Assigned task =>
In the listing below, print exactly the lines between the line holding "filename src/server.rs" and the line holding "all HTTP handlers.", inclusive, and no more.

┌──

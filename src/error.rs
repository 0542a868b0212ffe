//! Error types for the Trax engine
//!
//! Every fallible operation reachable from outside the crate reports its
//! failure through [`TraxError`]. Callers driving a search are expected to
//! skip illegal candidates rather than abort.

/// Engine errors
#[derive(thiserror::Error, Debug, Clone, PartialEq, Eq)]
pub enum TraxError {
    /// Notation is malformed, ambiguous, or names a cell that cannot be played
    #[error("cannot parse move \"{notation}\": {reason}")]
    Parse { notation: String, reason: String },

    /// Coordinate/piece combination outside the legal set
    #[error("illegal move {mv}: {reason}")]
    IllegalMove { mv: String, reason: String },

    /// Cell lies outside the ring of cells adjacent to the bounding box
    #[error("cell ({x}, {y}) is out of range")]
    OutOfRange { x: i32, y: i32 },

    /// Hand-built board is inconsistent
    #[error("invalid setup: {0}")]
    InvalidSetup(String),

    /// A searcher broke the self-play contract
    #[error("searcher {name}: {reason}")]
    Searcher { name: String, reason: String },
}

impl TraxError {
    pub(crate) fn parse(notation: &str, reason: impl Into<String>) -> Self {
        TraxError::Parse {
            notation: notation.to_string(),
            reason: reason.into(),
        }
    }

    pub(crate) fn illegal(mv: impl ToString, reason: impl Into<String>) -> Self {
        TraxError::IllegalMove {
            mv: mv.to_string(),
            reason: reason.into(),
        }
    }
}

/// Result type for engine operations
pub type TraxResult<T> = Result<T, TraxError>;

#[cfg(test)]
mod tests {
    use super::*;

    #[test]
    fn test_error_messages() {
        let err = TraxError::parse("Q", "missing row");
        assert_eq!(err.to_string(), "cannot parse move \"Q\": missing row");

        let err = TraxError::OutOfRange { x: 5, y: -3 };
        assert_eq!(err.to_string(), "cell (5, -3) is out of range");
    }
}
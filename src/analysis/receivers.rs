//! Methods bound to, or declared by, a named type.

use crate::analysis::{Decl, FunctionDecl, InterfaceDecl, SourceFile};
use crate::node::{DeclKind, FileContext, Node};

/// Scan every declaration of `file`, depth-first, for methods of `receiver`.
///
/// Two independent rules apply:
/// - a function whose receiver type is `receiver` or `*receiver`;
/// - an interface named `receiver`, whose explicitly named members are
///   emitted (embedded members are skipped, not expanded).
///
/// No match yields an empty list.
pub fn resolve_receivers(file: &SourceFile, receiver: &str, ctx: &FileContext) -> Vec<Node> {
    file.walk()
        .into_iter()
        .flat_map(|decl| method_nodes(decl, receiver, ctx))
        .collect()
}

/// Nodes contributed by a single declaration.
fn method_nodes(decl: &Decl, receiver: &str, ctx: &FileContext) -> Vec<Node> {
    match decl {
        Decl::Function(func) => bound_method(func, receiver, ctx).into_iter().collect(),
        Decl::Interface(iface) if iface.name.name == receiver => interface_methods(iface, ctx),
        _ => Vec::new(),
    }
}

fn bound_method(func: &FunctionDecl, receiver: &str, ctx: &FileContext) -> Option<Node> {
    let params = func.receiver.as_ref()?;
    params
        .iter()
        .any(|param| param.base_name() == Some(receiver))
        .then(|| Node::declaration(DeclKind::Method, &func.name.name, func.span.start_byte, ctx))
}

fn interface_methods(iface: &InterfaceDecl, ctx: &FileContext) -> Vec<Node> {
    iface
        .methods()
        .map(|member| Node::interface_method(&member.name, member.span.start_byte, ctx))
        .collect()
}
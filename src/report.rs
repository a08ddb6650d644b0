//! Output formatting for navigation results.
//!
//! Supports two output formats:
//! - JSON: the indented node array the visualizer consumes
//! - Pretty: colored terminal listing for humans

use std::io::Write;

use colored::*;

use crate::node::{Node, NodeType};

// =============================================================================
// JSON Format
// =============================================================================

/// Indented JSON encoding of `nodes`.
pub fn json_bytes(nodes: &[Node]) -> serde_json::Result<Vec<u8>> {
    serde_json::to_vec_pretty(nodes)
}

/// Write `nodes` as an indented JSON array followed by a newline.
pub fn write_json<W: Write>(mut writer: W, nodes: &[Node]) -> anyhow::Result<()> {
    serde_json::to_writer_pretty(&mut writer, nodes)?;
    writeln!(writer)?;
    Ok(())
}

// =============================================================================
// Pretty Format
// =============================================================================

/// Print `nodes` to `writer` as a human-readable listing.
///
/// One line per node: a type tag, the display name, and where it lives.
pub fn write_pretty<W: Write>(mut writer: W, target: &str, nodes: &[Node]) -> anyhow::Result<()> {
    writeln!(writer)?;
    writeln!(writer, "  {} {}", "gonav".cyan().bold(), target)?;
    writeln!(writer)?;

    if nodes.is_empty() {
        writeln!(writer, "  {}", "(no entries)".dimmed())?;
        return Ok(());
    }

    for node in nodes {
        writeln!(
            writer,
            "    {} {:<32} {}",
            type_tag(node),
            display_name(node),
            location(node).dimmed()
        )?;
    }

    writeln!(writer)?;
    writeln!(writer, "  {}", format!("{} entries", nodes.len()).dimmed())?;
    Ok(())
}

fn type_tag(node: &Node) -> ColoredString {
    match node.node_type {
        NodeType::TopLevel => "TOP    ".cyan(),
        NodeType::Folder => "FOLDER ".normal(),
        NodeType::CompilableUnit => "PKG    ".green(),
        NodeType::ExecutableUnit => "PROG   ".green().bold(),
        NodeType::SourceFile => "SOURCE ".blue(),
        NodeType::Declaration => match node.kind {
            Some(kind) => format!("{:<7}", kind.as_str()).yellow(),
            None => "OBJECT ".yellow(),
        },
    }
}

/// Labels carry a `kind\nname` pair for declarations; print it on one line.
fn display_name(node: &Node) -> String {
    node.label.replace('\n', " ")
}

fn location(node: &Node) -> String {
    if !node.node_type.is_filesystem() {
        return format!("{}@{}", node.loc, node.id);
    }
    match node.value {
        Some(size) => format!("{} ({} bytes)", node.loc, size),
        None => node.loc.clone(),
    }
}
use std::fs;
use std::path::Path;

use tracing::debug;

use crate::analysis::{extract_symbols, resolve_receivers, GoAnalyzer};
use crate::error::NavError;
use crate::node::{FileContext, Node};

/// Reads, parses and walks one Go source file.
#[derive(Clone, Default)]
pub struct SourceFileAnalyzer {
    analyzer: GoAnalyzer,
}

impl SourceFileAnalyzer {
    pub fn new() -> Self {
        Self {
            analyzer: GoAnalyzer::new(),
        }
    }

    /// Analyse `path`, a file under `root`.
    ///
    /// Without `receiver` the package scope and imports are listed; with
    /// one, the methods bound to that type. A file that does not parse
    /// cleanly yields no nodes at all.
    pub fn analyze(
        &self,
        root: &Path,
        path: &Path,
        receiver: Option<&str>,
    ) -> Result<Vec<Node>, NavError> {
        let source = fs::read(path).map_err(|source| NavError::ReadError {
            path: path.to_path_buf(),
            source,
        })?;

        let parse_error = |message: String| NavError::ParseError {
            path: path.to_path_buf(),
            message,
        };

        let parsed = self
            .analyzer
            .parse(path, &source)
            .map_err(|e| parse_error(e.to_string()))?;
        if let Some(err) = self.analyzer.first_syntax_error(&parsed) {
            return Err(parse_error(err.to_string()));
        }
        let file = self
            .analyzer
            .lower(&parsed)
            .map_err(|err| parse_error(err.to_string()))?;

        let ctx = FileContext {
            dir: path.to_string_lossy().to_string(),
            loc: relative_loc(root, path),
        };
        debug!(
            file = %ctx.loc,
            package = %file.package.name,
            decls = file.decls.len(),
            "analysing source file"
        );

        Ok(match receiver {
            Some(name) => resolve_receivers(&file, name, &ctx),
            None => extract_symbols(&file, &ctx),
        })
    }
}

/// Path of `path` relative to `root`, or `path` itself when it is not below it.
pub(crate) fn relative_loc(root: &Path, path: &Path) -> String {
    path.strip_prefix(root)
        .unwrap_or(path)
        .to_string_lossy()
        .to_string()
}
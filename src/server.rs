//! HTTP transport for the visualizer.
//!
//! `GET /gopath?dir=<relative path>&name=<receiver>` answers one navigation
//! request with the indented JSON node array, or `500` with the error text.

use std::sync::Arc;

use axum::extract::{Query, State};
use axum::http::{header, StatusCode};
use axum::response::{IntoResponse, Response};
use axum::routing::get;
use axum::Router;
use serde::Deserialize;
use tokio::signal;
use tracing::{debug, info, warn};

use crate::report;
use crate::workspace::{NavRequest, WorkspaceResolver};

/// Shared state for all HTTP handlers.
#[derive(Clone)]
pub struct AppState {
    pub resolver: Arc<WorkspaceResolver>,
}

/// Query string of `/gopath`.
#[derive(Debug, Default, Deserialize)]
pub struct GopathQuery {
    pub dir: Option<String>,
    pub name: Option<String>,
}

pub fn router(resolver: Arc<WorkspaceResolver>) -> Router {
    Router::new()
        .route("/gopath", get(gopath_handler))
        .with_state(AppState { resolver })
}

pub async fn gopath_handler(
    State(state): State<AppState>,
    Query(query): Query<GopathQuery>,
) -> Response {
    let request = NavRequest::new(query.dir, query.name);
    debug!(?request, "gopath request");

    let resolver = Arc::clone(&state.resolver);
    let outcome = tokio::task::spawn_blocking(move || {
        let nodes = resolver.resolve(&request)?;
        Ok::<_, anyhow::Error>(report::json_bytes(&nodes)?)
    })
    .await;

    match outcome {
        Ok(Ok(body)) => (
            StatusCode::OK,
            [(header::CONTENT_TYPE, "application/json")],
            body,
        )
            .into_response(),
        Ok(Err(err)) => failure(err.to_string()),
        Err(join_err) => failure(format!("request task failed: {join_err}")),
    }
}

fn failure(message: String) -> Response {
    warn!(error = %message, "gopath request failed");
    (StatusCode::INTERNAL_SERVER_ERROR, message).into_response()
}

/// Serve until Ctrl+C.
pub async fn serve(addr: &str, resolver: Arc<WorkspaceResolver>) -> anyhow::Result<()> {
    let root = resolver.root().display().to_string();
    let app = router(resolver);

    let listener = tokio::net::TcpListener::bind(addr).await?;
    info!(addr = %listener.local_addr()?, root = %root, "serving workspace");

    axum::serve(listener, app)
        .with_graceful_shutdown(shutdown_signal())
        .await?;

    Ok(())
}

/// Returns a future that resolves when Ctrl+C is pressed
async fn shutdown_signal() {
    if let Err(err) = signal::ctrl_c().await {
        warn!(error = %err, "failed to listen for shutdown signal");
        std::future::pending::<()>().await;
    }
    info!("shutting down");
}
//! Entry point of the navigator.
//!
//! A [`WorkspaceResolver`] owns the workspace root and answers one
//! [`NavRequest`] at a time:
//!
//! ```text
//! NavRequest ──▶ resolve_target ──▶ directory ──▶ DirectoryLister
//!                 (sandboxed)   └──▶ .go file  ──▶ SourceFileAnalyzer
//!                               └──▶ other     ──▶ []
//! ```
//!
//! Nothing is cached between requests; every call reads the filesystem
//! afresh.

mod listing;
mod package;

use std::fs;
use std::path::{Component, Path, PathBuf};

use tracing::debug;

use crate::analysis::{SourceFileAnalyzer, GO_EXTENSION};
use crate::error::NavError;
use crate::node::Node;

pub use listing::DirectoryLister;
pub use package::{
    GoPackage, PackageError, PackageResolver, SourcePackageResolver, MAIN_PACKAGE,
};

/// Parameters of a single navigation request.
#[derive(Debug, Clone, Default, PartialEq, Eq)]
pub struct NavRequest {
    /// Path relative to the workspace root; the root itself when absent.
    pub target: Option<String>,
    /// Receiver type whose methods are wanted (source files only).
    pub receiver: Option<String>,
}

impl NavRequest {
    /// Build a request, treating empty strings as absent.
    pub fn new(target: Option<String>, receiver: Option<String>) -> Self {
        Self {
            target: target.filter(|t| !t.is_empty()),
            receiver: receiver.filter(|r| !r.is_empty()),
        }
    }
}

/// Resolves requests against a fixed workspace root.
pub struct WorkspaceResolver {
    root: PathBuf,
    packages: Box<dyn PackageResolver>,
    analyzer: SourceFileAnalyzer,
}

impl WorkspaceResolver {
    /// Resolver over `root`, which should be absolute.
    pub fn new(root: impl Into<PathBuf>) -> Self {
        Self {
            root: root.into(),
            packages: Box::new(SourcePackageResolver::new()),
            analyzer: SourceFileAnalyzer::new(),
        }
    }

    /// Replace the build-introspection collaborator.
    pub fn with_package_resolver(mut self, packages: impl PackageResolver + 'static) -> Self {
        self.packages = Box::new(packages);
        self
    }

    pub fn root(&self) -> &Path {
        &self.root
    }

    /// Answer one request.
    pub fn resolve(&self, request: &NavRequest) -> Result<Vec<Node>, NavError> {
        let target = self.resolve_target(request.target.as_deref())?;
        debug!(
            target = %target.display(),
            receiver = request.receiver.as_deref().unwrap_or(""),
            "resolving"
        );

        let meta = fs::metadata(&target).map_err(|source| NavError::NotFound {
            path: target.clone(),
            source,
        })?;

        if meta.is_dir() {
            return DirectoryLister::new(&self.root, self.packages.as_ref()).list(&target);
        }

        if target.extension().and_then(|e| e.to_str()) == Some(GO_EXTENSION) {
            return self
                .analyzer
                .analyze(&self.root, &target, request.receiver.as_deref());
        }

        debug!(target = %target.display(), "not a directory or Go source file");
        Ok(Vec::new())
    }

    /// Join `relative` onto the root without ever leaving it.
    ///
    /// Leading separators, `.` components and drive prefixes are dropped;
    /// a `..` that would climb above the root is rejected.
    pub fn resolve_target(&self, relative: Option<&str>) -> Result<PathBuf, NavError> {
        let Some(relative) = relative else {
            return Ok(self.root.clone());
        };

        let mut parts: Vec<&std::ffi::OsStr> = Vec::new();
        for component in Path::new(relative).components() {
            match component {
                Component::Normal(part) => parts.push(part),
                Component::ParentDir => {
                    if parts.pop().is_none() {
                        return Err(NavError::OutsideRoot {
                            relative: relative.to_string(),
                        });
                    }
                }
                Component::RootDir | Component::CurDir | Component::Prefix(_) => {}
            }
        }

        let mut target = self.root.clone();
        target.extend(parts);
        Ok(target)
    }
}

└──

Your solution =>
filename src/server.rs
//! HTTP transport for the visualizer.
//!
//! `GET /gopath?dir=<relative path>&name=<receiver>` answers one navigation
//! request with the indented JSON node array, or `500` with the error text.

use std::sync::Arc;

use axum::extract::{Query, State};
use axum::http::{header, StatusCode};
use axum::response::{IntoResponse, Response};
use axum::routing::get;
use axum::Router;
use serde::Deserialize;
use tokio::signal;
use tracing::{debug, info, warn};

use crate::report;
use crate::workspace::{NavRequest, WorkspaceResolver};

/// Shared state for all HTTP handlers.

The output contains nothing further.